Introduction
Since the introduction of Value Added Tax (VAT) in 2018, businesses in the UAE have had to adjust to strict compliance rules set by the Federal Tax Authority (FTA). One of the most common concerns is whether a company can claim VAT on old invoices.
The short answer is yes — but only if you follow the FTA’s rules on input VAT recovery, stick to the deadlines, and ensure your invoices are valid. Missing these requirements can result in lost claims and, in some cases, penalties.
What the FTA Says About Claiming VAT on Old Invoices
The UAE VAT Law gives businesses the right to recover input VAT (the VAT you pay on purchases and expenses that are used for making taxable supplies). However, the FTA requires businesses to meet strict conditions:
- The business must be registered for VAT at the time of claiming.
- The goods or services must be used for making taxable (not exempt) supplies.
- The claim must be supported by a valid tax invoice that includes the supplier’s name, TRN (Tax Registration Number), and VAT amount.
- The claim must be filed within the permitted time limit.
If any of these are missing, the FTA will reject the VAT recovery claim.
Time Limits for Input VAT Recovery
Timing is one of the most critical parts of VAT compliance. According to FTA guidelines:
- Input VAT should be claimed in the same tax return period in which the invoice is received.
- If you miss the claim, you may still include it in the next tax return period — but only if the invoice is not more than 6 months old.
Example 1 – Valid Claim
If your business receives a VAT invoice in April, you should include it in your April–June VAT return. If you miss that, you may still include it in the July–September return, provided it’s still within 6 months.
Example 2 – Invalid Claim
If you receive an invoice in January but only attempt to claim it in October, you cannot recover the VAT because the 6-month period has expired.

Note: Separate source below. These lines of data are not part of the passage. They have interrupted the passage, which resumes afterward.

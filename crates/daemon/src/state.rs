// SPDX-License-Identifier: BUSL-1.1
// Copyright (c) 2026 Alfred Jean LLC

//! Process-wide state (§9): every component a route handler delegates to,
//! held behind one cloneable structure so axum's `State` extractor can hand
//! it to every handler without a global.

use std::sync::Arc;

use jobmux_core::{Clock, IdGen};
use jobmux_engine::{AdminReconciler, AdmissionPipeline, FanOutEngine, JobQuery, SnapshotBuilder};
use jobmux_registry::ConnectionRegistry;
use jobmux_store::StoreAdapter;

#[derive(Clone)]
pub struct AppState {
    pub store: Arc<dyn StoreAdapter>,
    pub registry: Arc<ConnectionRegistry>,
    pub fanout: Arc<FanOutEngine>,
    pub admission: Arc<AdmissionPipeline>,
    pub admin: Arc<AdminReconciler>,
    pub snapshot: Arc<SnapshotBuilder>,
    pub jobs: Arc<JobQuery>,
    pub clock: Arc<dyn Clock>,
    pub id_gen: Arc<dyn IdGen>,
}
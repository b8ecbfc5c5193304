// SPDX-License-Identifier: BUSL-1.1
// Copyright (c) 2026 Alfred Jean LLC

// Allow panic!/unwrap/expect in test code
#![cfg_attr(test, allow(clippy::panic))]
#![cfg_attr(test, allow(clippy::unwrap_used))]
#![cfg_attr(test, allow(clippy::expect_used))]

//! jobmux-engine: the store-facing core of the job queue gateway — the
//! Event Bus, Fan-Out Engine, Snapshot Builder, Admission Pipeline, and
//! Admin Reconciler. `jobmux-daemon` is the thin HTTP/WS shell around this
//! crate.

pub mod admin;
pub mod admission;
pub mod bus;
pub mod decode;
pub mod error;
pub mod fanout;
pub mod query;
pub mod snapshot;

pub use admin::{AdminReconciler, CleanupOptions, CleanupResult, MachineDeletionResult};
pub use admission::{AdmissionPipeline, MAX_PAYLOAD_BYTES};
pub use bus::EventBus;
pub use error::{BusError, EngineError};
pub use fanout::FanOutEngine;
pub use query::{JobListOptions, JobQuery};
pub use snapshot::{JobBuckets, MachineSnapshot, Snapshot, SnapshotBuilder, SystemStats, WorkerSnapshot};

This strict timeframe ensures that businesses remain up to date with their financial reporting.
Common Mistakes When Claiming VAT on Old Invoices
Many businesses lose money by making simple errors. Some of the most frequent mistakes include:
- Using invalid invoices – A commercial invoice without VAT details or TRN cannot be used for recovery.
- Claiming too late – Filing outside the 6-month window leads to rejection.
- Personal expenses – VAT on personal purchases or exempt supplies is not recoverable.
- Ignoring voluntary registration – Small businesses often delay registration, not realising they could claim VAT earlier by registering voluntarily.
- Weak record-keeping – Misplaced or disorganised invoices cause missed claims.
Practical Tips to Avoid VAT Issues
- Always request a proper tax invoice from suppliers, including TRN and VAT breakdown.
- Keep financial records and invoices safe for at least 5 years, as required by the FTA.
- File VAT returns promptly and reconcile them with your accounts.
- Use digital tools or a VAT Calculator in UAE to quickly track input VAT and output VAT.
- Train your finance team or work with professional tax consultants to ensure compliance.
Are There Any Exceptions?
Yes, in some cases exceptions may apply. For example:
- Capital assets – Special rules allow recovery over a longer adjustment period.
- Corrective returns – If errors are discovered, you may file a voluntary disclosure under FTA rules.
- Input VAT linked to exempt supplies – These are generally not recoverable, but partial exemptions can sometimes apply.
However, exceptions depend on individual business cases, so professional advice is recommended.
Why Staying Organised Matters
Losing the right to recover VAT on old invoices can have a direct financial impact on your business. Imagine losing thousands of dirhams in input VAT just because you missed the deadline.
Maintaining strong record-keeping systems and using accounting software or a VAT Calculator makes it easier to stay on top of your claims. Not only does this save money, but it also ensures that your business remains compliant with the FTA’s strict regulations.
Final Thoughts
So, can you claim VAT on old invoices in the UAE? Yes — but only if the claim is supported by a valid tax invoice and made within the correct timeframe. Businesses have to claim VAT in the relevant tax return or within the following period, as long as the invoice is not older than six months.
Missing these deadlines can lead to lost claims and unnecessary financial setbacks. By keeping proper records, filing on time, and using tools to track your VAT, your business can stay compliant and efficient in managing tax obligations.